Petronėlė Gerlikienė's 1976 painting War I is an integral part of her own biography. After leaving her native Žemaitija (Samogitia) after the war to live with her artist son in the capital, her life was similar to that of many other representatives of Lithuanian naive art, such as Monika Bičiūnienė or Jadvyga Nalivaikienė. These women were inspired to create art by their loved ones, and painting became a means to forget painful wartime experiences and losses and adjust to a new life in the city.
Let's take a closer look at this painting. It portrays three figures pausing around a pilgrim's cane, a well-known symbol of the traveler. From where does the travel motif arise?
This painting can be considered autobiographical, since the war cost the artist her loved ones, a peaceful life, and her material well-being. Later, she also lost her home. When Soviet deportations began in Lithuania, Gerlikienė and her young son were forced to hide. We can thus surmise that the three figures portrayed in the painting are in fact the artist herself, her husband, and her son. The piece speaks of a life doomed to be spent wandering, and a loss of family happiness.

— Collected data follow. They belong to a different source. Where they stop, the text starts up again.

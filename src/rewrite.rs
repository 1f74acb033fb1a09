//! Heuristic code rewriting.
//!
//! Pure text transformation over the model's generated code, organized as an
//! explicit list of pattern -> replacement rules so the heuristics stay
//! visible and independently testable. Two passes:
//!
//! 1. Date robustness: `pd.to_datetime(..)` calls without explicit
//!    format/dayfirst arguments gain `format='mixed', dayfirst=True`;
//!    `datetime.strptime(expr, 'pattern')` is rewritten to the same call.
//! 2. Table binding: file-load calls whose literal path mentions an uploaded
//!    table name are replaced with a direct reference into the in-memory
//!    `dataframes` mapping.
//!
//! Best effort by design: regexes over source text can both under- and
//! over-match (nested parentheses in particular). Known limitation.

use regex::{Captures, Regex};
use tracing::debug;

/// One pattern -> replacement pair.
pub struct RewriteRule {
    pub name: &'static str,
    pattern: Regex,
    replace: Box<dyn Fn(&Captures) -> String + Send + Sync>,
}

impl RewriteRule {
    fn new(
        name: &'static str,
        pattern: &str,
        replace: impl Fn(&Captures) -> String + Send + Sync + 'static,
    ) -> Self {
        Self {
            name,
            pattern: Regex::new(pattern).unwrap_or_else(|e| panic!("rewrite rule {}: {}", name, e)),
            replace: Box::new(replace),
        }
    }

    fn apply(&self, code: &str) -> String {
        self.pattern
            .replace_all(code, |caps: &Captures| (self.replace)(caps))
            .into_owned()
    }
}

/// Ordered rule list for one request's table set.
pub struct Rewriter {
    rules: Vec<RewriteRule>,
}

impl Rewriter {
    /// Build the standard rule list: date-robustness rules first, then the
    /// binding rules for every table name. Assignment-shaped bindings run
    /// before the bare-call binding so the generic `df = ..` case still sees
    /// the original load call and gets its defensive copy.
    pub fn for_tables(table_names: &[String]) -> Self {
        let mut rules = vec![date_call_rule(), strptime_rule()];
        for name in table_names {
            rules.extend(table_binding_rules(name));
        }
        Self { rules }
    }

    /// Apply every rule in order, then make sure `datetime` is importable if
    /// the code references it through `from datetime import ..`.
    pub fn rewrite(&self, code: &str) -> String {
        let mut rewritten = code.to_string();
        for rule in &self.rules {
            let next = rule.apply(&rewritten);
            if next != rewritten {
                debug!("Rewrite rule '{}' applied", rule.name);
            }
            rewritten = next;
        }
        if rewritten.contains("from datetime import") && !rewritten.contains("import datetime") {
            rewritten = format!("import datetime\n{}", rewritten);
        }
        rewritten
    }
}

/// Convenience entry point used by the pipeline.
pub fn rewrite_code(code: &str, table_names: &[String]) -> String {
    Rewriter::for_tables(table_names).rewrite(code)
}

fn date_call_rule() -> RewriteRule {
    RewriteRule::new(
        "to_datetime robust args",
        r"pd\.to_datetime\((.*?)\)",
        |caps| {
            let args = &caps[1];
            if args.contains("format") || args.contains("dayfirst") {
                caps[0].to_string()
            } else {
                format!("pd.to_datetime({}, format='mixed', dayfirst=True)", args)
            }
        },
    )
}

fn strptime_rule() -> RewriteRule {
    RewriteRule::new(
        "strptime to to_datetime",
        r#"datetime\.strptime\((.*?),\s*['"][^'"]*['"]\)"#,
        |caps| format!("pd.to_datetime({}, format='mixed', dayfirst=True)", &caps[1]),
    )
}

fn table_binding_rules(table_name: &str) -> Vec<RewriteRule> {
    let escaped = regex::escape(table_name);
    let sanitized = table_name.replace(['.', ' '], "_");
    let sanitized_escaped = regex::escape(&sanitized);
    let mut rules = Vec::new();

    for loader in ["read_csv", "read_excel"] {
        let load_call = format!(r#"pd\.{}\(['"][^'"]*{}['"][^)]*\)"#, loader, escaped);

        // Generic `df = pd.read_csv('..name..')`: bind with a defensive copy,
        // downstream code commonly mutates `df` in place.
        let name = table_name.to_string();
        rules.push(RewriteRule::new(
            "generic df binding",
            &format!(r"\bdf\s*=\s*{}", load_call),
            move |_| format!("df = dataframes['{}'].copy()", name),
        ));

        // `sales_csv = pd.read_csv('..sales.csv..')`: sanitized variable name.
        let name = table_name.to_string();
        let sanitized = sanitized.clone();
        rules.push(RewriteRule::new(
            "sanitized name binding",
            &format!(r"\b{}\s*=\s*{}", sanitized_escaped, load_call),
            move |_| format!("{} = dataframes['{}']", sanitized, name),
        ));

        // Any remaining load call referencing the table.
        let name = table_name.to_string();
        rules.push(RewriteRule::new(
            "load call binding",
            &load_call,
            move |_| format!("dataframes['{}']", name),
        ));
    }

    rules
}

#[cfg(test)]
mod tests {
    use super::*;

    fn tables(names: &[&str]) -> Vec<String> {
        names.iter().map(|s| s.to_string()).collect()
    }

    #[test]
    fn bare_to_datetime_gains_robust_args() {
        let out = rewrite_code("df['date'] = pd.to_datetime(df['date'])", &[]);
        assert_eq!(
            out,
            "df['date'] = pd.to_datetime(df['date'], format='mixed', dayfirst=True)"
        );
    }

    #[test]
    fn explicit_format_is_left_alone() {
        let code = "pd.to_datetime(df['date'], format='%Y-%m-%d')";
        assert_eq!(rewrite_code(code, &[]), code);
        let code = "pd.to_datetime(df['date'], dayfirst=False)";
        assert_eq!(rewrite_code(code, &[]), code);
    }

    #[test]
    fn strptime_is_rewritten() {
        let out = rewrite_code("d = datetime.strptime(value, '%d/%m/%Y')", &[]);
        assert_eq!(
            out,
            "d = pd.to_datetime(value, format='mixed', dayfirst=True)"
        );
    }

    #[test]
    fn from_import_gains_module_import() {
        let out = rewrite_code("from datetime import date\nx = date.today()", &[]);
        assert!(out.starts_with("import datetime\n"));
    }

    #[test]
    fn generic_df_load_binds_with_copy() {
        let out = rewrite_code(
            "df = pd.read_csv('data/sales.csv')",
            &tables(&["sales.csv"]),
        );
        assert_eq!(out, "df = dataframes['sales.csv'].copy()");
    }

    #[test]
    fn sanitized_variable_binds_directly() {
        let out = rewrite_code(
            "sales_csv = pd.read_csv('sales.csv')",
            &tables(&["sales.csv"]),
        );
        assert_eq!(out, "sales_csv = dataframes['sales.csv']");
    }

    #[test]
    fn bare_load_call_binds_directly() {
        let out = rewrite_code(
            "monthly = pd.read_excel('uploads/budget.xlsx').head()",
            &tables(&["budget.xlsx"]),
        );
        assert_eq!(out, "monthly = dataframes['budget.xlsx'].head()");
    }

    #[test]
    fn unreferenced_tables_are_untouched() {
        let code = "df = pd.read_csv('other.csv')";
        assert_eq!(rewrite_code(code, &tables(&["sales.csv"])), code);
    }
}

"I had a dream before the war, and I heard a clear voice: 'You will have to bear three pains in your life,' and then I saw suspended above me three blood-covered pains," said Petronėlė.
If you noticed the three red lights over the pilgrim's cane, then you know now that these are the agonies of the artist's dreams that followed her on her difficult road in life.
As the name of the painting suggests, there are more parts to the War. In War II, Petronėlė Gerlikienė painted an expressive multi-figured scene portraying the poverty of a large family. In War III she depicts an even more dramatic event — a woman, driven insane by the horrors of war, preparing to kill her own children.